Ни одного звука, все угасло, кремированные голоса. Чистая пленка. Я стою, потупившись, в то время как офицер еще клянет меня на чем свет стоит. И он прав — подобное недопустимо. Но я не знал, что у магнитофона есть функция стирания. Ведь с пластинками, с которыми я обыкновенно имею дело, это просто исключено: при прокручивании назад тишина не засасывает голоса. Все слышно в обратном порядке, как бы до самого водворения звуков в горло, их породившее. До искаженного вдоха. Только расплавив пластинку, можно заставить навеки замолчать записанные на ней голоса.
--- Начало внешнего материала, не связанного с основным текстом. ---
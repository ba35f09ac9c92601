//! stream/io.rs
//! Bridges between `ByteSource` and `std::io::Read`.

use std::io::{self, Read};

use bytes::{Buf, Bytes};

use crate::compression::{Mode, ProcessorConfig};
use crate::constants::DEFAULT_READ_SIZE;
use crate::stream::adapter::GzipStream;
use crate::stream::source::{ByteSource, Deadline, ReaderSource};
use crate::types::{GzipError, Result};

/// `std::io::Read` over any `ByteSource`.
///
/// A transformed chunk larger than the caller's buffer is kept and handed out
/// by the following calls.
pub struct GzipReader<S> {
    inner: S,
    pending: Bytes,
    read_size: usize,
    deadline: Deadline,
}

impl<S: ByteSource> GzipReader<S> {
    pub fn new(inner: S) -> Self {
        Self {
            inner,
            pending: Bytes::new(),
            read_size: DEFAULT_READ_SIZE,
            deadline: Deadline::Never,
        }
    }

    /// Upstream pull size per refill.
    pub fn with_read_size(mut self, read_size: usize) -> Self {
        self.read_size = read_size.max(1);
        self
    }

    pub fn with_deadline(mut self, deadline: Deadline) -> Self {
        self.deadline = deadline;
        self
    }

    pub fn get_ref(&self) -> &S {
        &self.inner
    }

    pub fn into_inner(self) -> S {
        self.inner
    }
}

impl<R: Read> GzipReader<GzipStream<ReaderSource<R>>> {
    /// Reader yielding the gzip compression of `reader`.
    pub fn compressing(reader: R) -> Result<Self> {
        Ok(Self::new(GzipStream::compress(ReaderSource::new(reader))?))
    }

    /// Reader yielding the decompression of the gzip member in `reader`.
    pub fn decompressing(reader: R) -> Result<Self> {
        Ok(Self::new(GzipStream::decompress(ReaderSource::new(reader))?))
    }
}

impl<S: ByteSource> Read for GzipReader<S> {
    fn read(&mut self, buf: &mut [u8]) -> io::Result<usize> {
        if buf.is_empty() {
            return Ok(0);
        }
        while self.pending.is_empty() {
            if self.inner.is_closed() {
                return Ok(0);
            }
            self.pending = self.inner.read(self.read_size, self.deadline)?;
        }
        let n = buf.len().min(self.pending.len());
        buf[..n].copy_from_slice(&self.pending[..n]);
        self.pending.advance(n);
        Ok(n)
    }
}

/// Iterator of transformed chunks over a `std::io::Read`.
///
/// Empty intermediate outputs are skipped. The first error ends the iteration.
pub struct GzipChunks<R> {
    stream: Option<GzipStream<ReaderSource<R>>>,
    pending_error: Option<GzipError>,
    read_size: usize,
}

impl<R: Read> GzipChunks<R> {
    fn new(reader: R, chunk_size: usize, mode: Mode) -> Self {
        let config = ProcessorConfig::default().with_chunk_size(chunk_size);
        match GzipStream::with_config(ReaderSource::new(reader), mode, config) {
            Ok(stream) => Self { stream: Some(stream), pending_error: None, read_size: chunk_size },
            Err(e) => Self { stream: None, pending_error: Some(e), read_size: chunk_size },
        }
    }
}

impl<R: Read> Iterator for GzipChunks<R> {
    type Item = Result<Vec<u8>>;

    fn next(&mut self) -> Option<Self::Item> {
        if let Some(e) = self.pending_error.take() {
            return Some(Err(e));
        }
        let stream = self.stream.as_mut()?;
        let outcome = loop {
            if stream.is_closed() {
                break None;
            }
            match stream.read(self.read_size, Deadline::Never) {
                Ok(chunk) if chunk.is_empty() => continue,
                Ok(chunk) => break Some(Ok(Vec::from(chunk))),
                Err(e) => break Some(Err(e)),
            }
        };
        if !matches!(outcome, Some(Ok(_))) {
            self.stream = None;
        }
        outcome
    }
}

/// Compress data read from `r` in `chunk_size` blocks, yielding gzip chunks.
/// An invalid `chunk_size` is reported as the first item.
pub fn compress_stream<R: Read>(r: R, chunk_size: usize) -> GzipChunks<R> {
    GzipChunks::new(r, chunk_size, Mode::Compress)
}

/// Decompress a gzip member read from `r` in `chunk_size` blocks.
pub fn decompress_stream<R: Read>(r: R, chunk_size: usize) -> GzipChunks<R> {
    GzipChunks::new(r, chunk_size, Mode::Decompress)
}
Унылый вечер. Сижу у открытого окна на подоконнике в своей квартирке как на углях, щелчком бросаю докуренную сигарету на улицу. Отошлют ли меня обратно в Берлин, теперь, когда по моей вине пропала пленка? Неудачник. Направят ли сюда, в Страсбург, другого, кто лучше разбирается в магнитофоне? Или после такого ляпсуса последует, чего доброго, увольнение? А я еще хотел найти время и заглянуть в Немецкий университет, где сейчас выставлена большая коллекция черепов, вроде той, что собрал Йозеф Галль, который, кстати говоря, именно здесь, в Страсбурге, в 1777 году, будучи еще совсем молодым человеком, приступил к изучению сравнительной анатомии.